▶ **Exercise**: Exact repetition of the data is the whole task.

▶ **Data section**:

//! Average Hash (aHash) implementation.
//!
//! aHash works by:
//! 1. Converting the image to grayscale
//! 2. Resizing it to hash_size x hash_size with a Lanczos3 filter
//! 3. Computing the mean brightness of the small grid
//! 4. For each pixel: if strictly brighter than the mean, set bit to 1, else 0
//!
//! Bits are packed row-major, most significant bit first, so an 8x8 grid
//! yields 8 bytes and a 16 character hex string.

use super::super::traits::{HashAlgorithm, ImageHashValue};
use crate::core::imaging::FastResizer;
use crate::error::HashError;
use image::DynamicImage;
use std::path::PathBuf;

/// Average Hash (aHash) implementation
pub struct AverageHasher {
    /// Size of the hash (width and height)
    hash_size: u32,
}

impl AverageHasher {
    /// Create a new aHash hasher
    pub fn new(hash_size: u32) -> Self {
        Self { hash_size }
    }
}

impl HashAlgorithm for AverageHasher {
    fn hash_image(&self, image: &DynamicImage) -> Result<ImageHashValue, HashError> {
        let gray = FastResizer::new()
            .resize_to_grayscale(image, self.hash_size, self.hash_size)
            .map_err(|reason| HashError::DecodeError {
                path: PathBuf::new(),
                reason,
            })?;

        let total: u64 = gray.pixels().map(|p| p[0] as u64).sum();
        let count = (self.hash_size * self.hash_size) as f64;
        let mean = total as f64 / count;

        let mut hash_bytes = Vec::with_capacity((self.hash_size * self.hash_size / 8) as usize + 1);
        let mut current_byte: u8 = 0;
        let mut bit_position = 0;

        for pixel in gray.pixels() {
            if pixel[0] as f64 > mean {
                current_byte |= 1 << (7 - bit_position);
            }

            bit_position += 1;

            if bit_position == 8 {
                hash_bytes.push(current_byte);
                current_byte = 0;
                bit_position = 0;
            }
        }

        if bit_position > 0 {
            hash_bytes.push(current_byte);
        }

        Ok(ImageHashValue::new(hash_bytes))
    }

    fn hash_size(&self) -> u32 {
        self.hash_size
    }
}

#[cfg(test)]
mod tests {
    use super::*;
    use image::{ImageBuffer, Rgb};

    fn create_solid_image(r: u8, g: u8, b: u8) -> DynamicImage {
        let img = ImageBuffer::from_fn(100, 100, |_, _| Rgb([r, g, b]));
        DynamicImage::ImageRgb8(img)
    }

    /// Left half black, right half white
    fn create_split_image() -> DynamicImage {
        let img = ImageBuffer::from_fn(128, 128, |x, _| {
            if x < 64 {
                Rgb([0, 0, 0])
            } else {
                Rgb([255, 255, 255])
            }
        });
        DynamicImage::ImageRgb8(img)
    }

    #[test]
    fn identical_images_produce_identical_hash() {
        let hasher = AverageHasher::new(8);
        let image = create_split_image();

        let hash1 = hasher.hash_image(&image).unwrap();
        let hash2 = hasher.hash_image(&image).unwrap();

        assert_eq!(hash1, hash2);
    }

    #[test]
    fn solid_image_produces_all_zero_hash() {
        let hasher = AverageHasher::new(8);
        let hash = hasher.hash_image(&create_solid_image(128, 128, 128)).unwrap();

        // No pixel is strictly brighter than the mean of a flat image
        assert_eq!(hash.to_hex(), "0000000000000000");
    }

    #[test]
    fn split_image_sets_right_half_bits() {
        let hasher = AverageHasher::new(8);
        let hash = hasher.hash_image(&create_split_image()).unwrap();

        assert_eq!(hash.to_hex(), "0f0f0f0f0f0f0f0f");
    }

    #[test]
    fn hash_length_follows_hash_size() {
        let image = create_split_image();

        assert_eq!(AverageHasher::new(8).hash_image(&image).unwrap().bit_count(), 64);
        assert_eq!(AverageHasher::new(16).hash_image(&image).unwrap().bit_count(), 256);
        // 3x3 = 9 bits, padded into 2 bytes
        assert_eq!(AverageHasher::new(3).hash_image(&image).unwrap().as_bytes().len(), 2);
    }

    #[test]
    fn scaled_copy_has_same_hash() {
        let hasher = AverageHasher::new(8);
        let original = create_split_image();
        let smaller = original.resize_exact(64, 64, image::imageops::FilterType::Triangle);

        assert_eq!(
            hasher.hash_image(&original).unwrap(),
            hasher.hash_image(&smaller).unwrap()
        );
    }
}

▶ **Written response**:
//! Average Hash (aHash) implementation.
//!
//! aHash works by:
//! 1. Converting the image to grayscale
//! 2. Resizing it to hash_size x hash_size with a Lanczos3 filter
//! 3. Computing the mean brightness of the small grid
//! 4. For each pixel: if strictly brighter than the mean, set bit to 1, else 0
//!
//! Bits are packed row-major, most significant bit first, so an 8x8 grid
//! yields 8 bytes and a 16 character hex string.

use super::super::traits::{HashAlgorithm, ImageHashValue};
use crate::core::imaging::FastResizer;
use crate::error::HashError;
use image::DynamicImage;
use std::path::PathBuf;

/// Average Hash (aHash) implementation
pub struct AverageHasher {
    /// Size of the hash (width and height)
    hash_size: u32,
}

impl AverageHasher {
    /// Create a new aHash hasher
    pub fn new(hash_size: u32) -> Self {
        Self { hash_size }
    }
}

impl HashAlgorithm for AverageHasher {
    fn hash_image(&self, image: &DynamicImage) -> Result<ImageHashValue, HashError> {
        let gray = FastResizer::new()
            .resize_to_grayscale(image, self.hash_size, self.hash_size)
            .map_err(|reason| HashError::DecodeError {
                path: PathBuf::new(),
                reason,
            })?;

        let total: u64 = gray.pixels().map(|p| p[0] as u64).sum();
        let count = (self.hash_size * self.hash_size) as f64;
        let mean = total as f64 / count;

        let mut hash_bytes = Vec::with_capacity((self.hash_size * self.hash_size / 8) as usize + 1);
        let mut current_byte: u8 = 0;
        let mut bit_position = 0;

        for pixel in gray.pixels() {
            if pixel[0] as f64 > mean {
                current_byte |= 1 << (7 - bit_position);
            }

            bit_position += 1;

            if bit_position == 8 {
                hash_bytes.push(current_byte);
                current_byte = 0;
                bit_position = 0;
            }
        }

        if bit_position > 0 {
            hash_bytes.push(current_byte);
        }

        Ok(ImageHashValue::new(hash_bytes))
    }

    fn hash_size(&self) -> u32 {
        self.hash_size
    }
}

#[cfg(test)]
mod tests {
    use super::*;
    use image::{ImageBuffer, Rgb};

    fn create_solid_image(r: u8, g: u8, b: u8) -> DynamicImage {
        let img = ImageBuffer::from_fn(100, 100, |_, _| Rgb([r, g, b]));
        DynamicImage::ImageRgb8(img)
    }

    /// Left half black, right half white
    fn create_split_image() -> DynamicImage {
        let img = ImageBuffer::from_fn(128, 128, |x, _| {
            if x < 64 {
                Rgb([0, 0, 0])
            } else {
                Rgb([255, 255, 255])
            }
        });
        DynamicImage::ImageRgb8(img)
    }

    #[test]
    fn identical_images_produce_identical_hash() {
        let hasher = AverageHasher::new(8);
        let image = create_split_image();

        let hash1 = hasher.hash_image(&image).unwrap();
        let hash2 = hasher.hash_image(&image).unwrap();

        assert_eq!(hash1, hash2);
    }

    #[test]
    fn solid_image_produces_all_zero_hash() {
        let hasher = AverageHasher::new(8);
        let hash = hasher.hash_image(&create_solid_image(128, 128, 128)).unwrap();

        // No pixel is strictly brighter than the mean of a flat image
        assert_eq!(hash.to_hex(), "0000000000000000");
    }

    #[test]
    fn split_image_sets_right_half_bits() {
        let hasher = AverageHasher::new(8);
        let hash = hasher.hash_image(&create_split_image()).unwrap();

        assert_eq!(hash.to_hex(), "0f0f0f0f0f0f0f0f");
    }

    #[test]
    fn hash_length_follows_hash_size() {
        let image = create_split_image();

        assert_eq!(AverageHasher::new(8).hash_image(&image).unwrap().bit_count(), 64);
        assert_eq!(AverageHasher::new(16).hash_image(&image).unwrap().bit_count(), 256);
        // 3x3 = 9 bits, padded into 2 bytes
        assert_eq!(AverageHasher::new(3).hash_image(&image).unwrap().as_bytes().len(), 2);
    }

    #[test]
    fn scaled_copy_has_same_hash() {
        let hasher = AverageHasher::new(8);
        let original = create_split_image();
        let smaller = original.resize_exact(64, 64, image::imageops::FilterType::Triangle);

        assert_eq!(
            hasher.hash_image(&original).unwrap(),
            hasher.hash_image(&smaller).unwrap()
        );
    }
}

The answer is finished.